Cameroon Tribune (Yaoundé)

Cameroun: Blocages chez Wackenhut

Josy Mauger

30 Août 2006


Malgré la libération du directeur général, la situation reste confuse. Avec d'autres désagréments.

Le directeur général de la société de gardiennage Wackenhut, Joseph Biyiwoh a été libéré lundi dernier. Il était retenu en otage depuis quelques jours à la direction des opérations de ladite entreprise à Bonapriso. Les agents qui le retenaient ont dû plier l'échine et le laisser partir. Comme l'indique Georges, l'un de ses " bourreaux ", c'est après concertation avec madame l'Inspecteur provincial du Travail qu'ils ont décidé de libérer le directeur général. " Elle nous a expliqué qu'il était inutile de le retenir, parce c'était un maillon essentiel de la chaîne. Sans lui, les négociations à Yaoundé ne pouvaient pas vraiment aboutir ".

La grève des agents de sécurité de la société de gardiennage Wackenhut, entamée depuis plus d'une semaine, n'est pas prête de s'arrêter. Dans la plupart des grosses villas et autres duplex des quartiers chics de la ville, qui utilisaient leur service, c'est la désolation. La hantise des agressions habite ces gens. Certains patrons se sont eux-mêmes transformés en vigiles, ce sont eux-mêmes qui ouvrent maintenant leur portail, non sans avoir jeté un coup d'oeil par le juda. Ailleurs, les ménagères ont reçu des consignes fermes : n'ouvrir sous aucun prétexte le portail à un étranger. " C'est pénible lorsqu'on a été habitué à avoir des gardiens et qu'on se retrouve tout seul, cela fait peur ", explique dame Zongo au quartier Bonapriso. Avec tout ce qu'il y a comme agressions dans la ville de Douala, on peut la comprendre. Certaines sociétés de gardiennage ont même proposé leurs services à des entreprises. Celles-ci assurent le relais dans les domiciles en attendant que Wackenhut reprenne du service.

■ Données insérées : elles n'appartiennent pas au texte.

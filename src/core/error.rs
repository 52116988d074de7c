//! Error types.
//!
//! The engine favors availability over strict request/response semantics:
//! most of these errors are logged and turned into no-ops at the call site
//! rather than surfaced to clients, which only ever observe eventual
//! corrections.

use thiserror::Error;

/// Common error conditions across the gateway, store and engines.
#[derive(Debug, Error)]
pub enum SyncError {
    /// Malformed bytes on the framed TCP protocol.
    #[error("framing error: {message}")]
    Framing { message: String },

    /// The receive buffer would grow past its limit.
    #[error("buffer overflow: {buffered} + {incoming} > {limit}")]
    BufferOverflow {
        buffered: usize,
        incoming: usize,
        limit: usize,
    },

    /// A message body could not be decoded as an envelope.
    #[error("invalid message: {message}")]
    InvalidMessage { message: String },

    /// The backing relational store is not reachable.
    #[error("storage unavailable: {message}")]
    StorageUnavailable { message: String },

    /// A backing-store query failed.
    #[error("storage query failed: {message}")]
    Storage { message: String },

    /// Referenced entity does not exist in the store.
    #[error("{kind} {id} not found")]
    EntityNotFound { kind: &'static str, id: i64 },

    /// A field write was rejected by an entity setter.
    #[error("invalid field '{field}' on {kind}: {message}")]
    InvalidField {
        kind: &'static str,
        field: String,
        message: String,
    },

    /// A request that cannot be honoured (unknown dimension, bad command text).
    #[error("invalid request: {message}")]
    InvalidRequest { message: String },

    /// Addressed client is not connected.
    #[error("client not connected: {client}")]
    ClientNotConnected { client: String },

    /// An actor's channel was closed.
    #[error("channel closed: {name}")]
    ChannelClosed { name: &'static str },

    /// Socket-level failure.
    #[error("io error: {0}")]
    Io(#[from] std::io::Error),
}

impl SyncError {
    /// Create a framing error.
    pub fn framing(message: impl Into<String>) -> Self {
        Self::Framing {
            message: message.into(),
        }
    }

    /// Create a storage query error.
    pub fn storage(message: impl Into<String>) -> Self {
        Self::Storage {
            message: message.into(),
        }
    }

    /// Create an invalid request error.
    pub fn invalid_request(message: impl Into<String>) -> Self {
        Self::InvalidRequest {
            message: message.into(),
        }
    }

    /// Whether the connection that produced this error must be torn down.
    pub fn is_fatal_for_connection(&self) -> bool {
        matches!(
            self,
            Self::BufferOverflow { .. } | Self::Io(_) | Self::ChannelClosed { .. }
        )
    }

    /// Whether the failed operation may succeed if retried later.
    pub fn is_retriable(&self) -> bool {
        matches!(self, Self::StorageUnavailable { .. })
    }
}

impl From<rusqlite::Error> for SyncError {
    fn from(value: rusqlite::Error) -> Self {
        Self::Storage {
            message: value.to_string(),
        }
    }
}

impl From<serde_json::Error> for SyncError {
    fn from(value: serde_json::Error) -> Self {
        Self::InvalidMessage {
            message: value.to_string(),
        }
    }
}

/// Result type using SyncError.
pub type SyncResult<T> = Result<T, SyncError>;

Les agents de Wackenhut sont fermes : si leur nouveau contrat n'est pas arrêté, ils ne reprennent en aucun cas le service. Georges et ses compères ont été indexés par les administrateurs comme étant les instigateurs de ce mouvement de révolte. Selon eux, ils ne sont en rien coupables de ce qui arrive, les agents veulent juste que leurs droits soient payés en bonne et due forme. " En attendant, nous avons été virés de l'entreprise, nous sommes juste des boucs émissaires ". Georges et ses trois amis espèrent néanmoins être réintégrés dans l'entreprise malgré les menaces qu'ils ont reçues. " J'ai été convoqué par le préfet du Wouri, la gendarmerie de légion à Bonanjo et au commissariat ". Mais, selon lui, leur destin repose entre les mains du gouvernement et les administrateurs de Wackenhut.